I was privileged to receive a commission from Baylor University to compose a piece on the Gerard Manley Hopkins poem, “Binsey Poplars.”

Image result for binsey poplars

The poem is an ode to Hopkins’ once-favorite, now-felled trees, but it is also a meditation on the environment and the ways humans interact with it.
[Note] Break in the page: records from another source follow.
//! Wrapper around the Go toolchain, plus version parsing for prerequisite checks.
//!
//! `oakhouse new` runs `go mod tidy` in the fresh project, `oakhouse serve`
//! runs the app (through `air` when it is installed, for live reload), and
//! `oakhouse build` compiles it to `bin/app`. A Go older than
//! [`MIN_GO_VERSION`] only produces a warning.

use std::fmt;
use std::path::{Path, PathBuf};
use std::process::Command;

use crate::error::{OakhouseError, Result};

/// Oldest Go release the generated `go.mod` targets.
pub const MIN_GO_VERSION: Version = Version {
    major: 1,
    minor: 21,
    patch: 0,
};

/// Where `oakhouse build` puts the binary, relative to the project root.
pub const BUILD_OUTPUT: &str = "bin/app";

/// A semver-like version with major.minor.patch components.
#[derive(Debug, Clone, Copy, PartialEq, Eq, PartialOrd, Ord)]
pub struct Version {
    pub major: u32,
    pub minor: u32,
    pub patch: u32,
}

impl Version {
    /// Parse the first `X.Y` or `X.Y.Z` pattern found in a string.
    ///
    /// Handles common formats:
    /// - `"1.21.5"`
    /// - `"go version go1.22.0 linux/amd64"`
    /// - `"go version go1.20 darwin/arm64"` (patch defaults to 0)
    /// - `"air v1.49.0"`
    pub fn parse(s: &str) -> Option<Self> {
        s.char_indices()
            .filter(|(_, c)| c.is_ascii_digit())
            .find_map(|(i, _)| Self::parse_at(&s[i..]))
    }

    fn parse_at(s: &str) -> Option<Self> {
        let (major, rest) = leading_number(s)?;
        let (minor, rest) = leading_number(rest.strip_prefix('.')?)?;
        let patch = rest
            .strip_prefix('.')
            .and_then(leading_number)
            .map_or(0, |(patch, _)| patch);
        Some(Self {
            major,
            minor,
            patch,
        })
    }
}

fn leading_number(s: &str) -> Option<(u32, &str)> {
    let end = s.find(|c: char| !c.is_ascii_digit()).unwrap_or(s.len());
    let value = s[..end].parse().ok()?;
    Some((value, &s[end..]))
}

impl fmt::Display for Version {
    fn fmt(&self, f: &mut fmt::Formatter<'_>) -> fmt::Result {
        write!(f, "{}.{}.{}", self.major, self.minor, self.patch)
    }
}

/// Run `tool <args>` and parse a version from its output.
///
/// Returns `None` if the tool is not found, exits with error, or
/// produces output that doesn't contain a version pattern.
pub fn detect_version(tool: &str, args: &[&str]) -> Option<Version> {
    let output = Command::new(tool).args(args).output().ok()?;
    if !output.status.success() {
        return None;
    }
    Version::parse(&String::from_utf8_lossy(&output.stdout))
        .or_else(|| Version::parse(&String::from_utf8_lossy(&output.stderr)))
}

/// Installed Go version, if `go` is on `PATH`.
pub fn detect_go_version() -> Option<Version> {
    detect_version("go", &["version"])
}

/// How `oakhouse serve` starts the application.
#[derive(Debug, Clone, Copy, PartialEq, Eq)]
pub enum ServeMode {
    /// `air`, rebuilding on file changes.
    LiveReload,
    /// `go run ./cmd`.
    GoRun,
}

/// Wrapper around the `go` CLI.
pub struct GoCli {
    binary: PathBuf,
}

impl GoCli {
    /// Create a new wrapper, verifying Go is installed.
    pub fn new() -> Result<Self> {
        let binary = which::which("go").map_err(|_| OakhouseError::MissingTool {
            name: "go".into(),
            install: "https://go.dev/dl/".into(),
        })?;
        Ok(Self { binary })
    }

    /// Installed version, warning when it is older than [`MIN_GO_VERSION`].
    pub fn check_version(&self) -> Option<Version> {
        let version = detect_version(&self.binary.to_string_lossy(), &["version"]);
        match version {
            Some(v) if v < MIN_GO_VERSION => {
                tracing::warn!("Go {v} is older than the supported minimum {MIN_GO_VERSION}");
            }
            Some(v) => tracing::debug!("found Go {v}"),
            None => tracing::warn!("could not determine the installed Go version"),
        }
        version
    }

    /// Run `go mod tidy` in `project_dir`.
    pub fn mod_tidy(&self, project_dir: &Path) -> Result<()> {
        tracing::info!("running go mod tidy in {}", project_dir.display());
        let output = Command::new(&self.binary)
            .args(["mod", "tidy"])
            .current_dir(project_dir)
            .output()?;

        if !output.status.success() {
            return Err(OakhouseError::CommandFailed {
                command: "go mod tidy".into(),
                stderr: String::from_utf8_lossy(&output.stderr).trim().to_string(),
            });
        }
        Ok(())
    }

    /// Compile the project to [`BUILD_OUTPUT`], returning the binary path.
    pub fn build(&self, project_dir: &Path) -> Result<PathBuf> {
        require_entrypoint(project_dir)?;

        let output = Command::new(&self.binary)
            .args(["build", "-o", BUILD_OUTPUT, "./cmd"])
            .current_dir(project_dir)
            .output()?;

        if !output.status.success() {
            return Err(OakhouseError::CommandFailed {
                command: format!("go build -o {BUILD_OUTPUT} ./cmd"),
                stderr: String::from_utf8_lossy(&output.stderr).trim().to_string(),
            });
        }
        Ok(project_dir.join(BUILD_OUTPUT))
    }

    /// Run the application in the foreground until it exits.
    ///
    /// `host` and `port` are passed to the app as `APP_HOST`, `APP_PORT` and `PORT`.
    pub fn serve(&self, project_dir: &Path, host: &str, port: u16) -> Result<ServeMode> {
        require_entrypoint(project_dir)?;

        let (mut cmd, mode, label) = match which::which("air") {
            Ok(air) => (Command::new(air), ServeMode::LiveReload, "air".to_string()),
            Err(_) => {
                tracing::info!("air not found, falling back to go run");
                let mut cmd = Command::new(&self.binary);
                cmd.args(["run", "./cmd"]);
                (cmd, ServeMode::GoRun, "go run ./cmd".to_string())
            }
        };

        let status = cmd
            .current_dir(project_dir)
            .env("APP_HOST", host)
            .env("APP_PORT", port.to_string())
            .env("PORT", port.to_string())
            .status()?;

        if !status.success() {
            return Err(OakhouseError::CommandFailed {
                command: label,
                stderr: status.to_string(),
            });
        }
        Ok(mode)
    }
}

fn require_entrypoint(project_dir: &Path) -> Result<()> {
    if project_dir.join("cmd/main.go").exists() {
        Ok(())
    } else {
        Err(OakhouseError::NotAProject(project_dir.to_path_buf()))
    }
}
//! Template system for generated Go code.
//!
//! Templates are embedded into the binary at compile-time via [`include_str!`] in the
//! [`embedded`] module, then rendered at runtime with [Handlebars](https://handlebarsjs.com/)
//! via the [`renderer::TemplateRenderer`].
//!
//! ## Template variables
//!
//! Resource templates receive a [`crate::generator::ResourceContext`]:
//! - `{{module}}`: Go module path used in imports
//! - `{{model_name}}`, `{{var_name}}`, `{{package_name}}`, `{{table_name}}`, `{{route_path}}`
//! - `{{#each fields}}` over [`crate::fields::FieldView`] records
//!
//! Project templates receive `{{name}}`, `{{module}}` and `{{version}}`.
//!
//! **Warning**: Template files in `templates/` and constants in [`embedded`] must stay in sync.

pub mod embedded;
pub mod renderer;
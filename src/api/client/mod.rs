//! REST client for room-address lookup and agent persistence.
//!
//! Requests are team-scoped: every path is rooted at `/teams/{team_id}`.
//! No retries are attempted here; failures go straight back to the caller.

mod transport;

use super::{AddressResolver, AgentStore};
use crate::config::{ApiConfig, IdentityConfig};
use crate::error::ApiError;
use crate::types::Agent;
use async_trait::async_trait;
use serde::{Deserialize, Serialize};
use std::time::Duration;
use tracing::debug;

#[derive(Debug, Deserialize)]
#[serde(rename_all = "camelCase")]
struct ConnectionAddressResponse {
    ai_agent_connection_address: String,
}

#[derive(Debug, Serialize)]
struct GenerateDescriptionRequest<'a> {
    prompt: &'a str,
}

#[derive(Debug, Deserialize)]
struct GenerateDescriptionResponse {
    payload: String,
}

/// Client for the agent REST endpoints.
pub struct ApiClient {
    http: reqwest::Client,
    base_url: String,
    token: String,
    team_id: String,
}

impl ApiClient {
    /// Build a client from resolved API and identity configuration.
    pub fn new(api: &ApiConfig, identity: &IdentityConfig, timeout: Duration) -> Self {
        Self {
            http: transport::build_http_client(timeout),
            base_url: api.base_url.trim_end_matches('/').to_string(),
            token: api.token.trim().to_string(),
            team_id: identity.team_id.clone(),
        }
    }

    fn url(&self, path: &str) -> String {
        format!("{}/teams/{}/aiAgent{path}", self.base_url, self.team_id)
    }

    fn authorize(&self, req: reqwest::RequestBuilder) -> reqwest::RequestBuilder {
        // Anonymous deployments run without a token.
        if self.token.is_empty() {
            req
        } else {
            req.header("Authorization", &self.token)
        }
    }

    /// Room address for an unsaved draft.
    pub async fn anonymous_address(&self) -> Result<String, ApiError> {
        let req = self.authorize(self.http.get(self.url("/anonymous/wsAddress")));
        let body: ConnectionAddressResponse = transport::send_json(req).await?;
        Ok(body.ai_agent_connection_address)
    }

    /// Room address bound to a persisted agent.
    pub async fn agent_address(&self, agent_id: &str) -> Result<String, ApiError> {
        let req = self.authorize(self.http.get(self.url(&format!("/{agent_id}/wsAddress"))));
        let body: ConnectionAddressResponse = transport::send_json(req).await?;
        Ok(body.ai_agent_connection_address)
    }
}

#[async_trait]
impl AddressResolver for ApiClient {
    async fn resolve(&self, agent_id: &str) -> Result<String, ApiError> {
        let address = if agent_id.is_empty() {
            self.anonymous_address().await?
        } else {
            self.agent_address(agent_id).await?
        };
        if address.trim().is_empty() {
            return Err(ApiError::Decode("empty aiAgentConnectionAddress".to_string()));
        }
        debug!(agent_id, address = %address, "resolved room address");
        Ok(address)
    }
}

#[async_trait]
impl AgentStore for ApiClient {
    async fn create_agent(&self, agent: &Agent) -> Result<Agent, ApiError> {
        let req = self.authorize(self.http.post(self.url("")).json(agent));
        transport::send_json(req).await
    }

    async fn update_agent(&self, agent_id: &str, agent: &Agent) -> Result<Agent, ApiError> {
        let req = self.authorize(self.http.put(self.url(&format!("/{agent_id}"))).json(agent));
        transport::send_json(req).await
    }

    async fn generate_description(&self, prompt: &str) -> Result<String, ApiError> {
        let req = self.authorize(
            self.http
                .post(self.url("/generateDescription"))
                .json(&GenerateDescriptionRequest { prompt }),
        );
        let body: GenerateDescriptionResponse = transport::send_json(req).await?;
        Ok(body.payload)
    }
}
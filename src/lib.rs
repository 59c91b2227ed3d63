//! agentroom: a client for streaming agent chat rooms.
//!
//! The crate manages one conversation with a remote language-model agent over
//! a multiplexed room transport: it resolves the room address, joins, sends
//! RUN/STOP_RUN control signals, reassembles streamed text deltas, and
//! recovers from server-side connection locks. An editing layer keeps the
//! agent draft, validates it, and persists it.
//!
//! # Quick start
//!
//! ```no_run
//! use agentroom::api::ApiClient;
//! use agentroom::codec::SignalContext;
//! use agentroom::config::load_config;
//! use agentroom::session::ConnectionSession;
//! use agentroom::transport::WsRoomTransport;
//! use agentroom::types::RunConfig;
//!
//! # async fn example() {
//! let config = load_config(None).unwrap();
//! let api = ApiClient::new(&config.api, &config.identity, config.network.api_timeout());
//! let transport = WsRoomTransport::new(config.network.connect_timeout());
//! let ctx = SignalContext {
//!     team_id: config.identity.team_id.clone(),
//!     user_id: config.identity.user_id.clone(),
//! };
//! let (mut session, mut frames) = ConnectionSession::new(api, transport, ctx);
//! session.start("", RunConfig::default()).await.unwrap();
//! while let Some(frame) = frames.recv().await {
//!     session.on_inbound(frame).await;
//!     if !session.is_receiving() {
//!         break;
//!     }
//! }
//! # }
//! ```

pub mod api;
pub mod codec;
pub mod config;
pub mod editing;
pub mod error;
pub mod members;
pub mod reassembler;
pub mod render;
pub mod session;
#[cfg(test)]
pub mod testsupport;
pub mod transport;
pub mod types;
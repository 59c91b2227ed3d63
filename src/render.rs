//! Terminal transcript renderer.
//!
//! Streams the session's message list to stdout as it grows. Only the suffix
//! that arrived since the last snapshot is written, so a long response prints
//! as a continuous stream instead of being redrawn. Status notices go to
//! stderr so stdout stays a clean transcript.

use crate::session::{LinkStatus, SessionState, SessionView};
use crate::types::{ChatMessage, SenderType};
use crossterm::style::{Color, Print, PrintStyledContent, Stylize};
use crossterm::QueueableCommand;
use std::io::{self, Write};

/// A piece of transcript output.
#[derive(Debug, Clone, PartialEq, Eq)]
pub enum Chunk {
    /// A new message begins. `close_previous` is set when the prior line is still open.
    Start { sender: SenderType, close_previous: bool },
    Text(String),
    /// The list was replaced by a shorter one (reconnect).
    Reset,
}

#[derive(Debug, Clone)]
struct Printed {
    thread_id: String,
    len: usize,
}

/// Tracks what has been printed so far.
#[derive(Debug, Default)]
pub struct TranscriptRenderer {
    color: bool,
    printed: Vec<Printed>,
    open: bool,
    last_state: SessionState,
    last_link: LinkStatus,
}

impl TranscriptRenderer {
    pub fn new(color: bool) -> Self {
        Self {
            color,
            ..Self::default()
        }
    }

    /// Compute the output needed to bring the screen up to `messages`.
    ///
    /// User turns are recorded silently; the terminal already shows what the
    /// user typed.
    pub fn diff(&mut self, messages: &[ChatMessage]) -> Vec<Chunk> {
        let mut out = Vec::new();
        let diverged = messages.len() < self.printed.len()
            || self
                .printed
                .iter()
                .zip(messages)
                .any(|(p, m)| p.thread_id != m.thread_id || m.message.len() < p.len);
        if diverged {
            self.printed.clear();
            self.open = false;
            out.push(Chunk::Reset);
        }

        for (i, message) in messages.iter().enumerate() {
            if let Some(seen) = self.printed.get_mut(i) {
                let fresh = message.message.get(seen.len..).unwrap_or("");
                if !fresh.is_empty() {
                    seen.len = message.message.len();
                    if message.sender != SenderType::User {
                        out.push(Chunk::Text(fresh.to_string()));
                    }
                }
                continue;
            }

            self.printed.push(Printed {
                thread_id: message.thread_id.clone(),
                len: message.message.len(),
            });
            if message.sender == SenderType::User {
                if self.open {
                    out.push(Chunk::Text("\n".into()));
                    self.open = false;
                }
                continue;
            }
            out.push(Chunk::Start {
                sender: message.sender,
                close_previous: self.open,
            });
            self.open = true;
            if !message.message.is_empty() {
                out.push(Chunk::Text(message.message.clone()));
            }
        }
        out
    }

    /// Write whatever changed in `view` to `out`.
    pub fn render(&mut self, out: &mut impl Write, view: &SessionView) -> io::Result<()> {
        for chunk in self.diff(&view.messages) {
            match chunk {
                Chunk::Reset => {
                    out.queue(Print("\n"))?;
                    self.styled(out, "── conversation restarted ──\n", Color::DarkGrey)?;
                }
                Chunk::Start {
                    sender,
                    close_previous,
                } => {
                    if close_previous {
                        out.queue(Print("\n"))?;
                    }
                    let label = match sender {
                        SenderType::AnonymousAgent => "draft> ",
                        _ => "agent> ",
                    };
                    self.styled(out, label, Color::Cyan)?;
                }
                Chunk::Text(text) => {
                    out.queue(Print(text))?;
                }
            }
        }
        if self.open && !view.receiving {
            out.queue(Print("\n"))?;
            self.open = false;
        }
        out.flush()
    }

    /// Describe a state or link change since the last call, if any.
    pub fn status_change(&mut self, view: &SessionView) -> Option<String> {
        let mut notes = Vec::new();
        if view.state != self.last_state {
            self.last_state = view.state;
            notes.push(format!("session {}", view.state.label()));
        }
        if view.link != self.last_link {
            self.last_link = view.link;
            notes.push(match view.link {
                LinkStatus::Locking => "connection locked, redialing".to_string(),
                LinkStatus::Online => "connection restored".to_string(),
            });
        }
        if notes.is_empty() {
            None
        } else {
            Some(notes.join("; "))
        }
    }

    /// Write a dim notice line to stderr.
    pub fn notice(&self, text: &str) -> io::Result<()> {
        let mut err = io::stderr();
        self.styled(&mut err, &format!("[{text}]\n"), Color::DarkGrey)?;
        err.flush()
    }

    /// Write an error line to stderr.
    pub fn error(&self, text: &str) -> io::Result<()> {
        let mut err = io::stderr();
        self.styled(&mut err, &format!("error: {text}\n"), Color::Red)?;
        err.flush()
    }

    fn styled(&self, out: &mut impl Write, text: &str, color: Color) -> io::Result<()> {
        if self.color {
            out.queue(PrintStyledContent(text.with(color)))?;
        } else {
            out.queue(Print(text))?;
        }
        Ok(())
    }
}
//! Config-file source discovery.
//!
//! Source order implements the precedence contract:
//! explicit path > local file > global file > built-in defaults.

use std::path::{Path, PathBuf};

use crate::error::ConfigError;

use super::defaults::{CONFIG_DIR_NAME, CONFIG_FILE_NAME};

#[derive(Debug, Clone, PartialEq, Eq)]
pub enum ConfigSource {
    /// Config loaded from explicit `--config` path.
    Explicit(PathBuf),
    /// Config loaded from `./agentroom.toml`.
    Local,
    /// Config loaded from the global config directory.
    Global(PathBuf),
    /// No file found; runtime defaults were used.
    BuiltInDefaults,
}

/// Read config text from the highest-precedence available source.
pub(super) fn read_config_text_with_sources<FRead, FRoot>(
    path_override: Option<&str>,
    read_file: &FRead,
    config_root: &FRoot,
) -> Result<(String, ConfigSource), ConfigError>
where
    FRead: Fn(&Path) -> Result<String, std::io::Error>,
    FRoot: Fn() -> Option<PathBuf>,
{
    // An explicit path must exist.
    if let Some(p) = path_override {
        let path = PathBuf::from(p);
        let text = read_file(&path)?;
        return Ok((text, ConfigSource::Explicit(path)));
    }

    if let Ok(text) = read_file(Path::new(CONFIG_FILE_NAME)) {
        return Ok((text, ConfigSource::Local));
    }
    if let Some(dir) = config_root() {
        let global = dir.join(CONFIG_DIR_NAME).join(CONFIG_FILE_NAME);
        if let Ok(text) = read_file(&global) {
            return Ok((text, ConfigSource::Global(global)));
        }
    }

    Ok((String::new(), ConfigSource::BuiltInDefaults))
}

/// Resolve the base config directory from env/home conventions.
pub fn config_root_dir() -> Option<PathBuf> {
    if let Ok(path) = std::env::var("XDG_CONFIG_HOME") {
        let trimmed = path.trim();
        if !trimmed.is_empty() {
            return Some(PathBuf::from(trimmed));
        }
    }
    dirs::home_dir()
        .map(|home| home.join(".config"))
        .or_else(dirs::config_dir)
}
Ultimately, it is a poem of loss and grief.

The premiere took place at Baylor’s Armstrong Browning Library on September 20, 2019, with Karen Hogue, soprano, the Ensemble from First United Methodist, Weatherford, and Carlos Colón on the piano.

You know you can email me to peruse the score, right?

felled 1879

My aspens dear, whose airy cages quelled,
  Quelled or quenched in leaves the leaping sun,
  All felled, felled, are all felled;
    Of a fresh and following folded rank
                Not spared, not one
                That dandled a sandalled
         Shadow that swam or sank
On meadow & river & wind-wandering weed-winding bank.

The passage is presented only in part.